I expect to have more to say about Rick Santorum’s withdrawal next week, particularly as it impacts the role of gay Republicans in the GOP — and the party’s emerging attitude toward gays.  I had begun that discussion this post.  As part of that conversation, I highly recommend Alana Goodman’s Commentary post about the GOP Shift on Gay Marriage Opposition.  Goodman considers an issue I’d been meaning to address about the National Organization for Marriage (yes, rusty, that’s the post I indicated here that intended to write) which helps show one trend I’d been meaning to consider.

Alas, that by the time I (expect to) get to this post, the (Santorum) story may no longer be fresh, but other obligations take precedence.  The day Santorum dropped out, I was flying to New York (moving a planned trip up a day early for family reasons) and will be “back east” (as we in California call this part of the country) until early next week, with meetings in western Massachusetts (the reason for the trip) in the coming days.
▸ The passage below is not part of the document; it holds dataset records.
//! Conversions between Redis TTL arguments and backend expirations.
//!
//! Every unit conversion lives here so sentinel values (`-1`, `-2`,
//! [`NEVER_EXPIRES`]) are never scaled by accident.

use std::time::{Duration, SystemTime};

use crate::backend::{Expiration, NEVER_EXPIRES};

/// What an expire-style command asks of the backend.
#[derive(Debug, Clone, Copy, PartialEq)]
pub enum TtlRequest {
    Expire(Expiration),
    /// The TTL already elapsed: the key goes away now.
    DeleteNow,
}

/// Longest TTL a record header can carry, in seconds.
pub const MAX_TTL_SECONDS: u32 = NEVER_EXPIRES - 1;

/// Converts a relative TTL into a backend request.
///
/// Returns `None` when the TTL does not fit in a record header.
pub fn relative_seconds_to_expiration(seconds: f64) -> Option<TtlRequest> {
    if seconds.is_nan() || seconds > f64::from(MAX_TTL_SECONDS) {
        None
    } else if seconds > 0.0 {
        Some(TtlRequest::Expire(Expiration::After(
            Duration::from_secs_f64(seconds),
        )))
    } else {
        Some(TtlRequest::DeleteNow)
    }
}

pub fn relative_millis_to_expiration(millis: i64) -> Option<TtlRequest> {
    relative_seconds_to_expiration(millis as f64 / 1000.0)
}

/// Seconds left until `timestamp`; zero or less means already expired.
pub fn absolute_seconds_to_relative(timestamp: f64, now: f64) -> f64 {
    timestamp - now
}

pub fn absolute_millis_to_relative(timestamp_millis: i64, now: f64) -> f64 {
    absolute_seconds_to_relative(timestamp_millis as f64 / 1000.0, now)
}

/// Interprets the raw expiration of a record header as a Redis TTL.
pub fn expiration_to_ttl_seconds(expiration: u32) -> i64 {
    if expiration == NEVER_EXPIRES {
        -1
    } else {
        i64::from(expiration)
    }
}

pub fn ttl_seconds_to_millis(ttl: i64) -> i64 {
    if ttl > 0 {
        ttl.saturating_mul(1000)
    } else {
        ttl
    }
}

/// Current wall clock time in seconds since the unix epoch.
pub fn unix_now() -> f64 {
    SystemTime::now()
        .duration_since(SystemTime::UNIX_EPOCH)
        .map(|duration| duration.as_secs_f64())
        .unwrap_or(0.0)
}
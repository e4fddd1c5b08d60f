use std::fmt;

/// Composite address of a record in the backend store.
#[derive(Debug, Clone, PartialEq, Eq, Hash)]
pub struct BackendKey {
    pub namespace: String,
    pub set: String,
    pub identifier: String,
}

impl fmt::Display for BackendKey {
    fn fmt(&self, f: &mut fmt::Formatter<'_>) -> fmt::Result {
        write!(f, "{}:{}:{}", self.namespace, self.set, self.identifier)
    }
}

/// Turns logical Redis key names into backend keys for one namespace and set.
#[derive(Debug, Clone)]
pub struct KeyMapper {
    namespace: String,
    set: String,
}

impl KeyMapper {
    pub fn new(namespace: &str, set: &str) -> Self {
        KeyMapper {
            namespace: namespace.to_string(),
            set: set.to_string(),
        }
    }

    pub fn to_backend_key(&self, name: &str) -> BackendKey {
        BackendKey {
            namespace: self.namespace.clone(),
            set: self.set.clone(),
            identifier: name.to_string(),
        }
    }

    pub fn to_backend_keys<S: AsRef<str>>(&self, names: &[S]) -> Vec<BackendKey> {
        names
            .iter()
            .map(|name| self.to_backend_key(name.as_ref()))
            .collect()
    }
}
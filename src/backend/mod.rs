//! Contract of the record store this crate translates Redis commands onto.
//!
//! A record is addressed by a [`BackendKey`], holds named bins and carries an
//! optional expiration. Anything the store cannot express as a plain bin
//! mutation runs through [`Backend::call_procedure`] against the procedures
//! named in [`procedures`].
//!
//! Bins hold string-encoded scalars, so the contract deliberately offers no
//! native atomic numeric add: counters go through the `add` procedure.

mod error;
pub mod memory;
pub mod procedures;

use std::{collections::HashMap, time::Duration};

use async_trait::async_trait;

pub use error::BackendError;
pub use memory::MemoryBackend;

use crate::key_mapper::BackendKey;

/// Raw expiration reported for records that never expire.
pub const NEVER_EXPIRES: u32 = u32::MAX;

/// Payload of a bin, and argument/result type of stored procedures.
#[derive(Debug, Clone, PartialEq)]
pub enum Value {
    Nil,
    Integer(i64),
    String(String),
    List(Vec<Value>),
}

impl Value {
    pub fn as_str(&self) -> Option<&str> {
        match self {
            Value::String(s) => Some(s),
            _ => None,
        }
    }
}

impl From<&str> for Value {
    fn from(value: &str) -> Self {
        Value::String(value.to_string())
    }
}

impl From<String> for Value {
    fn from(value: String) -> Self {
        Value::String(value)
    }
}

impl From<i64> for Value {
    fn from(value: i64) -> Self {
        Value::Integer(value)
    }
}

pub type Bins = HashMap<String, Value>;

#[derive(Debug, Clone, PartialEq)]
pub struct Record {
    pub bins: Bins,
    pub generation: u32,
    /// Remaining time to live in seconds, or [`NEVER_EXPIRES`].
    pub expiration: u32,
}

impl Record {
    pub fn bin(&self, name: &str) -> Option<&Value> {
        self.bins.get(name)
    }
}

/// Expiration requested on a write or touch.
#[derive(Debug, Clone, Copy, PartialEq)]
pub enum Expiration {
    Never,
    After(Duration),
}

/// How a put treats an existing record.
#[derive(Debug, Clone, Copy, PartialEq, Eq, Default)]
pub enum RecordExistsAction {
    #[default]
    Replace,
    CreateOnly,
    UpdateOnly,
}

#[derive(Debug, Clone, Copy, PartialEq, Default)]
pub struct WriteOptions {
    /// `None` lets the store apply its default, which for this crate means
    /// "no expiration" as a Redis SET would.
    pub expiration: Option<Expiration>,
    pub exists_action: RecordExistsAction,
}

#[async_trait]
pub trait Backend: Send + Sync {
    fn is_connected(&self) -> bool;

    fn close(&self);

    async fn exists(&self, key: &BackendKey) -> Result<bool, BackendError>;

    /// Fails with [`BackendError::KeyNotFound`] when the record is absent.
    async fn get(&self, key: &BackendKey, bins: &[&str]) -> Result<Record, BackendError>;

    /// Reads generation and expiration only; the returned record has no bins.
    async fn get_header(&self, key: &BackendKey) -> Result<Record, BackendError>;

    async fn put(
        &self,
        key: &BackendKey,
        bins: Bins,
        options: WriteOptions,
    ) -> Result<(), BackendError>;

    /// Appends to a string bin, creating the record when missing.
    async fn append(&self, key: &BackendKey, bin: &str, value: &str) -> Result<(), BackendError>;

    /// Returns whether a record was removed.
    async fn delete(&self, key: &BackendKey) -> Result<bool, BackendError>;

    async fn touch(&self, key: &BackendKey, expiration: Expiration) -> Result<(), BackendError>;

    async fn batch_exists(&self, keys: &[BackendKey]) -> Result<Vec<bool>, BackendError>;

    async fn batch_get(
        &self,
        keys: &[BackendKey],
        bins: &[&str],
    ) -> Result<Vec<Option<Record>>, BackendError>;

    async fn call_procedure(
        &self,
        key: &BackendKey,
        module: &str,
        function: &str,
        arguments: Vec<Value>,
    ) -> Result<Value, BackendError>;
}
use crate::{
    backend::Expiration,
    commands::CommandError,
    ttl::{relative_seconds_to_expiration, TtlRequest},
};

pub fn expect_arity(command: &str, arguments: &[String], count: usize) -> Result<(), CommandError> {
    if arguments.len() != count {
        return Err(CommandError::wrong_arity(command));
    }

    Ok(())
}

pub fn expect_min_arity(
    command: &str,
    arguments: &[String],
    count: usize,
) -> Result<(), CommandError> {
    if arguments.len() < count {
        return Err(CommandError::wrong_arity(command));
    }

    Ok(())
}

pub fn parse_integer(argument: &str) -> Result<i64, CommandError> {
    argument
        .parse::<i64>()
        .map_err(|_| CommandError::InvalidInteger)
}

pub fn parse_float(argument: &str) -> Result<f64, CommandError> {
    argument
        .trim()
        .parse::<f64>()
        .ok()
        .filter(|value| value.is_finite())
        .ok_or(CommandError::InvalidFloat)
}

/// Expiration for a write that must carry a positive TTL.
pub fn positive_expiration(command: &str, seconds: f64) -> Result<Expiration, CommandError> {
    match relative_seconds_to_expiration(seconds) {
        Some(TtlRequest::Expire(expiration)) => Ok(expiration),
        Some(TtlRequest::DeleteNow) | None => {
            Err(CommandError::InvalidExpireTime(command.to_lowercase()))
        }
    }
}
That said, I do want to share with you something blogger Ed Morrissey, who had back Santorum “with some heavy qualifications” said about Romney wrapping up the nomination:

Mitt Romney is the nominee.  He won the nomination through hard work and good organization, but his competition forced him to improve his performance along the way.  The sooner we put fantasies of brokered conventions and one-on-one debates between Republicans — which will only serve as media fodder to attack the GOP — the better we will begin to prepare for the real goal of this process, which is to make Barack Obama a one-term President.  With that goal in mind, I plan to caucus for Romney in the upcoming CD and state Republican conventions in Minnesota and work to unite the party behind its nominee.  However, I also plan to support candidates in the House and Senate that will ensure that a President Romney governs as a conservative, as Donald Devine advises post-Santorum.

I share this because Morrissey, as usual, offers a good summary of the situation and often seems to have his finger on the pulse of conservative sentiment.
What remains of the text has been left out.